Moran v. Apfel
This text of 5 F. App'x 637 (Moran v. Apfel) is published on Counsel Stack Legal Research, covering Court of Appeals for the Ninth Circuit primary law. Counsel Stack provides free access to over 12 million legal documents including statutes, case law, regulations, and constitutions.
Opinion
MEMORANDUM
Moran may not limit review of the prior determination solely to the portion of the decision unfavorable to him. See Boettcher v. Secretary of Health & Human Servs., 759 F.2d 719, 722-28 (9th Cir.1985). While the remand order directed the ALJ to obtain supplemental evidence from a vocational expert, nothing precluded the ALJ from considering other evidence. See Rice v. Sullivan, 912 F.2d 1076, 1081 (9th Cir. 1990) , superseded on other grounds, Bunnell v. Sullivan, 947 F.2d 341 (9th Cir. 1991) (en banc). Moran’s argument to this effect is belied by the fact that he submitted dozens of pages of additional medical records for consideration on remand. The relevant regulations state that where, as here, new and material evidence is submitted, prior determinations are appropriately revisited. See 20 C.F.R. § 416.1489(a)(1).
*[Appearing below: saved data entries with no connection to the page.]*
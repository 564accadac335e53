//! The orchestrator: picks a default engine when the text carries no
//! directives, otherwise runs the directive chain in priority order.
//!
//! Every failure except a startup configuration fault comes back as a
//! `Response` with `success = false`; `process_input` itself never errors.

use crate::chain::DirectiveChain;
use crate::config::SigilConfig;
use crate::response::Response;
use crate::session::{SessionDepths, SessionScope};
use crate::stats::{EngineRuntimeState, RuntimeStats};
use serde_json::json;
use sigil_core::{
    parser, BrainwaveMode, ChainContext, Directive, EngineInput, EngineLayer, EngineOutput, Error, RecursionGauge,
    Result, SessionKey, MAX_RECURSION_DEPTH,
};
use sigil_engines::{DependencyReport, Engine, EngineRegistry, ParadoxEngine};
use std::sync::Arc;
use std::time::{Duration, Instant};
use tracing::{debug, error, info, warn};

/// Engine that receives RECURSE passes.
pub const RECURSION_TARGET: &str = "core";

pub struct Orchestrator {
    registry: Arc<EngineRegistry>,
    config: SigilConfig,
    gauge: RecursionGauge,
    stats: RuntimeStats,
    sessions: SessionDepths,
    paradox: Option<Arc<ParadoxEngine>>,
}

impl Orchestrator {
    /// Wrap a populated registry. Fails if any engine dependency or any
    /// mode → engine mapping does not resolve.
    pub fn new(registry: EngineRegistry, config: SigilConfig) -> Result<Self> {
        Self::with_gauge(registry, config, RecursionGauge::new())
    }

    /// Like `new`, sharing `gauge` with engines that watch recursion.
    pub fn with_gauge(registry: EngineRegistry, config: SigilConfig, gauge: RecursionGauge) -> Result<Self> {
        registry.ensure_integrity()?;
        config.modes.ensure_resolves(&registry.list())?;
        info!(
            "Orchestrator ready: {} engines, default mode {}",
            registry.len(),
            config.orchestrator.default_mode
        );
        Ok(Self {
            registry: Arc::new(registry),
            config,
            gauge,
            stats: RuntimeStats::new(),
            sessions: SessionDepths::new(),
            paradox: None,
        })
    }

    /// Builtin engines, with the paradox engine seeded from config and
    /// sharing this orchestrator's recursion gauge.
    pub fn from_config(config: SigilConfig) -> Result<Self> {
        let gauge = RecursionGauge::new();
        let paradox = match config.paradox.seed {
            Some(seed) => ParadoxEngine::seeded(seed),
            None => ParadoxEngine::new(),
        };
        let paradox = Arc::new(paradox.with_gauge(gauge.clone()));
        let registry = sigil_engines::create_default_registry_with_paradox(paradox.clone());

        let mut orchestrator = Self::with_gauge(registry, config, gauge)?;
        orchestrator.paradox = Some(paradox);
        Ok(orchestrator)
    }

    pub fn config(&self) -> &SigilConfig {
        &self.config
    }

    pub fn registry(&self) -> &EngineRegistry {
        &self.registry
    }

    pub fn gauge(&self) -> &RecursionGauge {
        &self.gauge
    }

    /// The builtin paradox engine, when built via `from_config`.
    pub fn paradox_engine(&self) -> Option<&Arc<ParadoxEngine>> {
        self.paradox.as_ref()
    }

    // ============================================================
    // Processing
    // ============================================================

    pub async fn process_input(
        &self,
        text: &str,
        session_id: &str,
        user_id: &str,
        mode: Option<BrainwaveMode>,
    ) -> Response {
        let mode = mode.unwrap_or(self.config.orchestrator.default_mode);

        if !parser::has_directives(text) {
            return self.process_default(text, session_id, user_id, mode).await;
        }

        let chain = DirectiveChain::build(text, &self.registry);
        if !chain.is_valid() {
            let summary = chain.error_summary();
            warn!("Chain rejected: {}", summary);
            let mut response = Response::rejected(mode, summary);
            response.metadata.warnings = chain.warnings();
            return response;
        }

        let scope = self.sessions.enter(SessionKey::for_user(session_id, user_id));
        info!("Executing chain [{}] for {}", chain.keywords().join(", "), scope.key());
        self.execute_chain(&chain, text, session_id, user_id, mode, &scope).await
    }

    async fn process_default(&self, text: &str, session_id: &str, user_id: &str, mode: BrainwaveMode) -> Response {
        let engine_name = self.config.modes.engine_for(mode);
        let mut response = Response::new(mode);

        // Mappings are checked at construction; this only trips if the
        // registry and config were swapped out from under us.
        let Some(engine) = self.registry.get(engine_name) else {
            response.fail(Error::configuration(format!("mode '{}' has no engine '{}'", mode, engine_name)).to_string());
            return response;
        };
        debug!("No directives; routing to '{}' for mode {}", engine_name, mode);

        let input = EngineInput {
            text: text.to_string(),
            keyword: None,
            params: Default::default(),
            context: ChainContext {
                session_id: session_id.to_string(),
                user_id: user_id.to_string(),
                mode,
                ..Default::default()
            },
        };

        match self.invoke(engine.as_ref(), input).await {
            Ok(output) => {
                response.absorb(output, "");
            }
            Err(e) => {
                error!("Default engine '{}' failed: {}", engine_name, e);
                response.fail(e.to_string());
            }
        }
        self.describe(&mut response, engine.as_ref());
        response
    }

    async fn execute_chain(
        &self,
        chain: &DirectiveChain,
        original: &str,
        session_id: &str,
        user_id: &str,
        mode: BrainwaveMode,
        scope: &SessionScope,
    ) -> Response {
        let separator = self.config.orchestrator.separator.as_str();
        let budget = self.config.orchestrator.chain_budget_ms.map(Duration::from_millis);
        let started = Instant::now();

        let mut response = Response::new(mode);
        response.metadata.warnings = chain.warnings();
        let mut current = original.to_string();
        let mut last: Option<Arc<dyn Engine>> = None;

        for directive in &chain.directives {
            let Some(engine) = self.resolve(directive) else {
                warn!("No engine services #{}; skipping", directive.keyword);
                response.metadata.skipped.push(directive.keyword.clone());
                continue;
            };

            if scope.at_ceiling() {
                warn!("Recursion ceiling reached for {}; stopping chain", scope.key());
                response.metadata.halted = Some(format!("recursion ceiling of {} reached", MAX_RECURSION_DEPTH));
                break;
            }
            if let Some(budget) = budget {
                if started.elapsed() >= budget {
                    warn!("Chain budget of {:?} spent before #{}; stopping", budget, directive.keyword);
                    response.metadata.halted = Some(format!("chain budget of {}ms exhausted", budget.as_millis()));
                    break;
                }
            }

            let input = self.chain_input(&current, directive, &response, session_id, user_id, mode, scope.depth());
            response.metadata.chain.push(directive.keyword.clone());

            let result = self.invoke(engine.as_ref(), input).await;
            last = Some(engine.clone());
            match result {
                Ok(output) => {
                    current = output.text.clone();
                    response.absorb(output, separator);
                }
                Err(e) => {
                    error!("Engine '{}' failed on #{}: {}", engine.name(), directive.keyword, e);
                    response.fail(e.to_string());
                    break;
                }
            }

            if directive.keyword == "RECURSE" {
                if let Err(e) = self.recurse(directive, &mut response, session_id, user_id, mode, scope).await {
                    response.fail(e.to_string());
                    break;
                }
            }
        }

        if let Some(engine) = last {
            self.describe(&mut response, engine.as_ref());
        }
        info!(
            "Chain for {} finished: success={} ({} ms)",
            scope.key(),
            response.success,
            started.elapsed().as_millis()
        );
        response
    }

    /// One RECURSE pass: raise the session counter by the requested depth
    /// and run the recursion target over everything accumulated so far.
    /// The counter is restored when the guard drops, on every path.
    async fn recurse(
        &self,
        directive: &Directive,
        response: &mut Response,
        session_id: &str,
        user_id: &str,
        mode: BrainwaveMode,
        scope: &SessionScope,
    ) -> Result<()> {
        let requested = requested_depth(directive);
        let Some(guard) = scope.try_raise(requested, &self.gauge) else {
            warn!(
                "RECURSE by {} from depth {} would pass the ceiling; refused",
                requested,
                scope.depth()
            );
            response
                .metadata
                .warnings
                .push(format!("recursion by {} refused at depth {}", requested, scope.depth()));
            return Ok(());
        };

        let Some(target) = self.registry.get(RECURSION_TARGET) else {
            warn!("Recursion target '{}' is not registered; skipping pass", RECURSION_TARGET);
            response.metadata.skipped.push(RECURSION_TARGET.to_string());
            return Ok(());
        };

        debug!("Recursing from depth {} to {}", guard.previous(), scope.depth());
        let accumulated = response.text.clone();
        let input = self.chain_input(&accumulated, directive, response, session_id, user_id, mode, scope.depth());
        let output = self.invoke(target.as_ref(), input).await.map_err(|e| {
            error!("Recursion pass failed: {}", e);
            e
        })?;
        response.absorb(output, &self.config.orchestrator.separator);
        Ok(())
    }

    #[allow(clippy::too_many_arguments)]
    fn chain_input(
        &self,
        text: &str,
        directive: &Directive,
        response: &Response,
        session_id: &str,
        user_id: &str,
        mode: BrainwaveMode,
        depth: usize,
    ) -> EngineInput {
        EngineInput {
            text: text.to_string(),
            keyword: Some(directive.keyword.clone()),
            params: directive.params.clone(),
            context: ChainContext {
                session_id: session_id.to_string(),
                user_id: user_id.to_string(),
                mode,
                glyphs: response.glyphs.clone(),
                archetypes: response.archetypes.clone(),
                paradoxes: response.paradoxes.clone(),
                depth,
            },
        }
    }

    /// Engine by the directive's declared engine name, then by keyword.
    fn resolve(&self, directive: &Directive) -> Option<Arc<dyn Engine>> {
        directive
            .engine
            .as_deref()
            .and_then(|name| self.registry.get(name))
            .or_else(|| self.registry.for_keyword(&directive.keyword))
    }

    /// Invoke and record runtime stats. Errors are tagged with the engine.
    async fn invoke(&self, engine: &dyn Engine, input: EngineInput) -> Result<EngineOutput> {
        let started = Instant::now();
        let result = engine.invoke(input).await;
        let elapsed = started.elapsed();

        let chars = result.as_ref().map(|o| o.text.chars().count()).unwrap_or(0);
        let state = self.stats.record(engine.name(), elapsed, result.is_ok(), chars);
        debug!(
            "'{}' took {:?} (avg {:.2}ms over {})",
            engine.name(),
            elapsed,
            state.avg_latency_ms,
            state.invocations
        );

        result.map_err(|e| match e {
            Error::EngineFault { .. } => e,
            other => Error::engine_fault(engine.name(), other.to_string()),
        })
    }

    fn describe(&self, response: &mut Response, engine: &dyn Engine) {
        let performance = self.stats.get(engine.name()).unwrap_or_default();
        let meta = &mut response.metadata;
        meta.engine = Some(engine.name().to_string());
        meta.version = Some(engine.version().to_string());
        meta.usage_count = performance.invocations;
        meta.performance = performance;
        meta.config = engine.config_snapshot();
    }

    // ============================================================
    // Introspection
    // ============================================================

    pub fn keywords(&self) -> Vec<&str> {
        self.registry.keywords()
    }

    /// One-line help for a keyword, if any engine services it.
    pub fn keyword_help(&self, keyword: &str) -> Option<String> {
        let keyword = keyword.trim().trim_start_matches('#').to_ascii_uppercase();
        self.registry.for_keyword(&keyword)?;
        parser::keyword_help(&keyword)
    }

    pub fn engines_by_layer(&self, layer: EngineLayer) -> Vec<Arc<dyn Engine>> {
        self.registry.list_by_layer(layer)
    }

    pub fn runtime_state(&self, engine: &str) -> Option<EngineRuntimeState> {
        self.stats.get(engine)
    }

    pub fn runtime_snapshot(&self) -> Vec<(String, EngineRuntimeState)> {
        self.stats.snapshot()
    }

    pub fn dependency_report(&self) -> DependencyReport {
        self.registry.check_dependencies()
    }

    /// Current recursion depth of an executing chain; `None` when the
    /// session has no chain in flight.
    pub fn session_depth(&self, session_id: &str, user_id: &str) -> Option<usize> {
        self.sessions.depth(&SessionKey::for_user(session_id, user_id))
    }

    pub fn active_sessions(&self) -> usize {
        self.sessions.active()
    }

    pub fn snapshot(&self) -> serde_json::Value {
        json!({
            "engines": self.registry.list(),
            "keywords": self.keywords(),
            "recursion": self.gauge.current(),
            "active_sessions": self.active_sessions(),
            "runtime": self.runtime_snapshot().into_iter().collect::<std::collections::BTreeMap<_, _>>(),
        })
    }
}

/// Requested RECURSE depth, clamped to `1..=MAX_RECURSION_DEPTH`.
fn requested_depth(directive: &Directive) -> usize {
    let raw = directive
        .param_or_bare("DEPTH")
        .and_then(|v| v.as_number().or_else(|| v.as_text().and_then(|t| t.trim().parse().ok())))
        .unwrap_or(1.0);
    if !raw.is_finite() || raw < 1.0 {
        return 1;
    }
    raw.min(MAX_RECURSION_DEPTH as f64) as usize
}
//! Flame engine - intensifies the input

use crate::registry::Engine;
use serde_json::json;
use sigil_core::{EngineInput, EngineLayer, EngineOutput, Result};

pub const FLAME_SYMBOL: &str = "🜂";
const DEFAULT_INTENSITY: u8 = 5;

pub struct FlameEngine;

impl FlameEngine {
    pub fn new() -> Self {
        Self
    }
}

impl Default for FlameEngine {
    fn default() -> Self {
        Self::new()
    }
}

#[async_trait::async_trait]
impl Engine for FlameEngine {
    fn name(&self) -> &str {
        "flame"
    }

    fn symbol(&self) -> &str {
        FLAME_SYMBOL
    }

    fn layer(&self) -> EngineLayer {
        EngineLayer::Secondary
    }

    fn description(&self) -> &str {
        "Intensifies the input; at intensity 8 and above the text burns in capitals."
    }

    fn dependencies(&self) -> Vec<&str> {
        vec!["core"]
    }

    fn keywords(&self) -> Vec<&str> {
        vec!["FLAME"]
    }

    async fn invoke(&self, input: EngineInput) -> Result<EngineOutput> {
        let intensity = input
            .params
            .get("INTENSITY")
            .or_else(|| input.params.get(sigil_core::directive::BARE_PARAM))
            .and_then(|v| v.as_number())
            .map_or(DEFAULT_INTENSITY, |n| n.clamp(1.0, 10.0) as u8);

        let body = input.text.trim();
        let body = if intensity >= 8 { body.to_uppercase() } else { body.to_string() };
        let flames = FLAME_SYMBOL.repeat(usize::from(intensity.div_ceil(3)));

        Ok(EngineOutput::text(format!("{} {}", flames, body))
            .with_glyph(FLAME_SYMBOL)
            .with_metadata(json!({ "intensity": intensity })))
    }
}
Vocational expert testimony established that Moran was able to perform a significant number of jobs in the national economy. The ALJ was free to reject additional limitations to the hypothetical suggested by Moran’s counsel because they were unsupported by the record. See Magallanes v. Bowen, 881 F.2d 747, 756-57 (9th Cir. 1989).
AFFIRMED.
This disposition is not appropriate for publication and may not be cited to or by the courts of this circuit except as provided by 9th Cir. R. 36-3.